Directions - Please report each line of the data below that contains "approved".

Provided records -
§ §
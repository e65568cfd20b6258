//! Sprint launch, builder participation and checkpoint flow
//!
//! Checkpoints follow a submit → verify model: a builder submits proof for a
//! milestone, a scout approves or rejects it, and only approval advances
//! `checkpointsCompleted`. With `auto_verify_checkpoints` set, a submission
//! is approved on the spot.

use chrono::{DateTime, Duration, Utc};
use sprint_common::policy::{
    is_allowed_proof_link, ALLOWED_PROOF_HOSTS, FULL_PROJECT, MAX_DURATION_WEEKS,
    MAX_REVIEW_SCORE, MAX_SLOTS, MIN_DURATION_WEEKS, MIN_SLOTS,
};
use sprint_common::{
    ActiveBuilder, CheckpointState, CheckpointStatus, Error, Lead, Result, ScoutReview,
    SprintPolicy,
};
use tracing::{debug, info, warn};

use crate::engine::SprintEngine;
use crate::view::LeadView;

/// Reject operations that need a running, unpaused sprint
pub(crate) fn ensure_accepting_work(lead: &Lead) -> Result<()> {
    if !lead.sprint_active {
        return Err(Error::conflict(format!("No active sprint on lead {}", lead.id)));
    }
    if lead.is_paused {
        return Err(Error::conflict(format!("Sprint on lead {} is paused", lead.id)));
    }
    Ok(())
}

fn validate_milestone(milestone_id: u32, policy: &SprintPolicy) -> Result<()> {
    if milestone_id == 0 || milestone_id > policy.total_milestones {
        return Err(Error::validation(format!(
            "milestoneId must be between 1 and {}",
            policy.total_milestones
        )));
    }
    Ok(())
}

fn builder_index(lead: &Lead, user_id: &str) -> Result<usize> {
    lead.active_builders
        .iter()
        .position(|b| b.user_id == user_id)
        .ok_or_else(|| {
            Error::not_found(format!(
                "Builder {} is not part of the sprint on lead {}",
                user_id, lead.id
            ))
        })
}

/// Approve a milestone for one builder.
///
/// `checkpointsCompleted` only moves forward. The first builder on the lead
/// to finish every milestone stamps `firstCompletionAt`; later finishers
/// leave it untouched.
pub(crate) fn advance_checkpoint(
    lead: &mut Lead,
    index: usize,
    milestone_id: u32,
    now: DateTime<Utc>,
    policy: &SprintPolicy,
) {
    let builder = &mut lead.active_builders[index];
    builder.checkpoints_completed = builder.checkpoints_completed.max(milestone_id);
    builder.last_checkpoint_update = Some(now);

    if builder.is_finalist(policy.total_milestones) && builder.completed_at.is_none() {
        builder.completed_at = Some(now);
        let user_id = builder.user_id.clone();

        if lead.first_completion_at.is_none() {
            lead.first_completion_at = Some(now);
            info!(
                "First completion on lead {} by {}; submission window open",
                lead.id, user_id
            );
        }
    }
}

impl SprintEngine {
    /// Launch a sprint on a lead
    pub async fn launch_sprint(
        &self,
        lead_id: &str,
        max_slots: u8,
        duration_weeks: u8,
    ) -> Result<LeadView> {
        if !(MIN_SLOTS..=MAX_SLOTS).contains(&max_slots) {
            return Err(Error::validation(format!(
                "maxSlots must be between {} and {}",
                MIN_SLOTS, MAX_SLOTS
            )));
        }
        if !(MIN_DURATION_WEEKS..=MAX_DURATION_WEEKS).contains(&duration_weeks) {
            return Err(Error::validation(format!(
                "sprintDuration must be between {} and {} weeks",
                MIN_DURATION_WEEKS, MAX_DURATION_WEEKS
            )));
        }

        let _guard = self.locks.lock(lead_id).await;
        let mut lead = self.load(lead_id).await?;

        if lead.sprint_active {
            return Err(Error::conflict(format!(
                "Sprint already active on lead {}",
                lead_id
            )));
        }
        if lead.has_winner() {
            return Err(Error::conflict(format!(
                "Lead {} has already been awarded",
                lead_id
            )));
        }

        let now = self.now();
        lead.sprint_active = true;
        lead.max_slots = max_slots;
        lead.sprint_duration = duration_weeks;
        lead.sprint_started_at = Some(now);
        lead.sprint_round += 1;
        lead.sprint_deadline = Some(now + Duration::weeks(duration_weeks as i64));
        lead.is_paused = false;
        lead.first_completion_at = None;
        lead.voting_open = false;
        lead.winner_average_score = None;
        lead.active_builders.clear();
        lead.status = crate::STATUS_SPRINT_ACTIVE.to_string();

        let lead = self.commit(lead).await?;
        info!(
            "Launched sprint on lead {} ({} slots, {} weeks)",
            lead_id, max_slots, duration_weeks
        );
        self.view(lead).await
    }

    /// Join a builder to a lead's sprint.
    ///
    /// A builder may be active on at most one lead system-wide. The claim on
    /// the global builder index is taken before the lead write and rolled
    /// back if that write fails.
    pub async fn join_sprint(
        &self,
        lead_id: &str,
        user_id: &str,
        selected_deliverables: Option<Vec<String>>,
    ) -> Result<LeadView> {
        if user_id.trim().is_empty() {
            return Err(Error::validation("userId is required"));
        }
        let deliverables = match selected_deliverables {
            Some(list) if !list.is_empty() => list,
            _ => vec![FULL_PROJECT.to_string()],
        };

        let _join_guard = self.join_lock.lock().await;
        let _guard = self.locks.lock(lead_id).await;
        let mut lead = self.load(lead_id).await?;
        ensure_accepting_work(&lead)?;

        let profile = self.load_alumni(user_id).await?;
        if profile.current_build_count >= self.policy.max_concurrent_builds {
            return Err(Error::CapacityExceeded(format!(
                "Builder {} already has {} concurrent builds (max {})",
                user_id, profile.current_build_count, self.policy.max_concurrent_builds
            )));
        }

        let active_elsewhere = self
            .store
            .active_lead_for(user_id)
            .await?
            .filter(|other| other != lead_id);
        if let Some(other) = active_elsewhere {
            return Err(Error::conflict(format!(
                "Builder {} is already active on lead {}",
                user_id, other
            )));
        }

        if lead.active_builders.len() >= lead.max_slots as usize {
            return Err(Error::CapacityExceeded(format!(
                "All {} sprint slots on lead {} are taken",
                lead.max_slots, lead_id
            )));
        }
        if lead.builder(user_id).is_some() {
            return Err(Error::conflict(format!(
                "Builder {} already joined lead {}",
                user_id, lead_id
            )));
        }

        if !self.store.claim_builder(user_id, lead_id).await? {
            return Err(Error::conflict(format!(
                "Builder {} is already active on another lead",
                user_id
            )));
        }

        let now = self.now();
        lead.active_builders
            .push(ActiveBuilder::new(user_id.to_string(), deliverables, now));

        let lead = match self.commit(lead).await {
            Ok(lead) => lead,
            Err(e) => {
                self.store.release_builder(user_id, lead_id).await?;
                return Err(e);
            }
        };
        // The join is already stored; a stale counter is only logged
        if let Err(e) = self.store.adjust_build_count(user_id, 1).await {
            warn!(
                "Builder {} joined lead {} but the build count was not updated: {:#}",
                user_id, lead_id, e
            );
        }

        info!(
            "Builder {} joined lead {} ({}/{} slots)",
            user_id,
            lead_id,
            lead.active_builders.len(),
            lead.max_slots
        );
        self.view(lead).await
    }

    /// Submit proof for a milestone.
    ///
    /// Safe to retry: the proof link is stored once no matter how often it
    /// is submitted, and resending the proof of an already verified
    /// milestone returns the lead unchanged.
    pub async fn submit_checkpoint(
        &self,
        lead_id: &str,
        user_id: &str,
        milestone_id: u32,
        proof_link: &str,
    ) -> Result<LeadView> {
        validate_milestone(milestone_id, &self.policy)?;
        let proof_link = proof_link.trim();
        if !is_allowed_proof_link(proof_link) {
            return Err(Error::validation(format!(
                "proofLink must be an https URL on one of: {}",
                ALLOWED_PROOF_HOSTS.join(", ")
            )));
        }

        let _guard = self.locks.lock(lead_id).await;
        let mut lead = self.load(lead_id).await?;
        ensure_accepting_work(&lead)?;
        let index = builder_index(&lead, user_id)?;
        let now = self.now();

        let verified_proof = lead.active_builders[index]
            .checkpoint_statuses
            .get(&milestone_id)
            .filter(|s| s.status == CheckpointState::Verified)
            .map(|s| s.proof_link.as_deref() == Some(proof_link));
        if let Some(same_proof) = verified_proof {
            if same_proof {
                debug!(
                    "Milestone {} for builder {} on lead {} already verified with this proof",
                    milestone_id, user_id, lead_id
                );
                return self.view(lead).await;
            }
            return Err(Error::conflict(format!(
                "Milestone {} for builder {} is already verified",
                milestone_id, user_id
            )));
        }

        let builder = &mut lead.active_builders[index];
        builder.checkpoint_statuses.insert(
            milestone_id,
            CheckpointStatus {
                status: CheckpointState::Submitted,
                proof_link: Some(proof_link.to_string()),
                submitted_at: Some(now),
                reviewed_at: None,
                notes: None,
            },
        );
        if !builder.proof_links.iter().any(|l| l == proof_link) {
            builder.proof_links.push(proof_link.to_string());
        }
        builder.last_checkpoint_update = Some(now);

        if self.policy.auto_verify_checkpoints {
            if let Some(status) = builder.checkpoint_statuses.get_mut(&milestone_id) {
                status.status = CheckpointState::Verified;
                status.reviewed_at = Some(now);
            }
            advance_checkpoint(&mut lead, index, milestone_id, now, &self.policy);
        }

        if lead.submission_window_closed(now, &self.policy) {
            debug!(
                "Checkpoint {} from {} on lead {} arrived after the submission window",
                milestone_id, user_id, lead_id
            );
        }

        let lead = self.commit(lead).await?;
        info!(
            "Checkpoint {} submitted by {} on lead {}",
            milestone_id, user_id, lead_id
        );
        self.view(lead).await
    }

    /// Scout verification of a submitted milestone.
    ///
    /// Re-approving an already verified milestone is a no-op.
    pub async fn verify_checkpoint(
        &self,
        lead_id: &str,
        user_id: &str,
        milestone_id: u32,
        approved: bool,
        notes: Option<String>,
    ) -> Result<LeadView> {
        validate_milestone(milestone_id, &self.policy)?;

        let _guard = self.locks.lock(lead_id).await;
        let mut lead = self.load(lead_id).await?;
        if lead.has_winner() {
            return Err(Error::conflict(format!(
                "Lead {} has already been awarded",
                lead_id
            )));
        }
        let index = builder_index(&lead, user_id)?;
        let now = self.now();

        let current = lead.active_builders[index]
            .checkpoint_statuses
            .get(&milestone_id)
            .map(|s| s.status);
        match current {
            Some(CheckpointState::Submitted) => {}
            Some(CheckpointState::Verified) if approved => return self.view(lead).await,
            _ => {
                return Err(Error::precondition(format!(
                    "Milestone {} for builder {} has no pending submission",
                    milestone_id, user_id
                )))
            }
        }

        if let Some(status) = lead.active_builders[index]
            .checkpoint_statuses
            .get_mut(&milestone_id)
        {
            status.status = if approved {
                CheckpointState::Verified
            } else {
                CheckpointState::Rejected
            };
            status.reviewed_at = Some(now);
            status.notes = notes;
        }

        if approved {
            advance_checkpoint(&mut lead, index, milestone_id, now, &self.policy);
        }

        let lead = self.commit(lead).await?;
        if approved {
            info!("Milestone {} verified for {} on lead {}", milestone_id, user_id, lead_id);
        } else {
            warn!("Milestone {} rejected for {} on lead {}", milestone_id, user_id, lead_id);
        }
        self.view(lead).await
    }

    /// Store a scout review for a builder.
    ///
    /// After the review is recorded the winner post-condition is checked: if
    /// every finalist is now reviewed, the submission window has closed and
    /// no winner exists, the winner is selected in the same write.
    pub async fn submit_scout_review(
        &self,
        lead_id: &str,
        user_id: &str,
        quality_score: u32,
        scout_review_score: Option<u32>,
        review_notes: Option<String>,
    ) -> Result<LeadView> {
        let max = MAX_REVIEW_SCORE as u32;
        if quality_score > max {
            return Err(Error::validation(format!("qualityScore must be between 0 and {}", max)));
        }
        if scout_review_score.is_some_and(|s| s > max) {
            return Err(Error::validation(format!(
                "scoutReviewScore must be between 0 and {}",
                max
            )));
        }
        let quality = quality_score as u8;
        let secondary = scout_review_score.map(|s| s as u8).unwrap_or(quality);

        let _guard = self.locks.lock(lead_id).await;
        let mut lead = self.load(lead_id).await?;
        let index = builder_index(&lead, user_id)?;
        let now = self.now();

        lead.active_builders[index].scout_review = Some(ScoutReview {
            quality_score: quality,
            scout_review_score: secondary,
            review_notes,
            reviewed_at: now,
        });
        info!(
            "Scout review stored for {} on lead {} (quality {}, review {})",
            user_id, lead_id, quality, secondary
        );

        let awarded = if lead.has_winner() {
            None
        } else {
            self.select_winner(&lead, now).ok()
        };
        if let Some(decision) = &awarded {
            decision.apply(&mut lead);
        }

        let lead = self.commit(lead).await?;
        if let Some(decision) = awarded {
            info!(
                "All finalists reviewed on lead {}; winner {} selected automatically",
                lead_id, decision.winner_user_id
            );
            self.finish_award(&lead).await?;
        }
        self.view(lead).await
    }
}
§ §
Response to this exercise -
//! is approved on the spot.
        approved: bool,
            Some(CheckpointState::Verified) if approved => return self.view(lead).await,
            status.status = if approved {
        if approved {
        if approved {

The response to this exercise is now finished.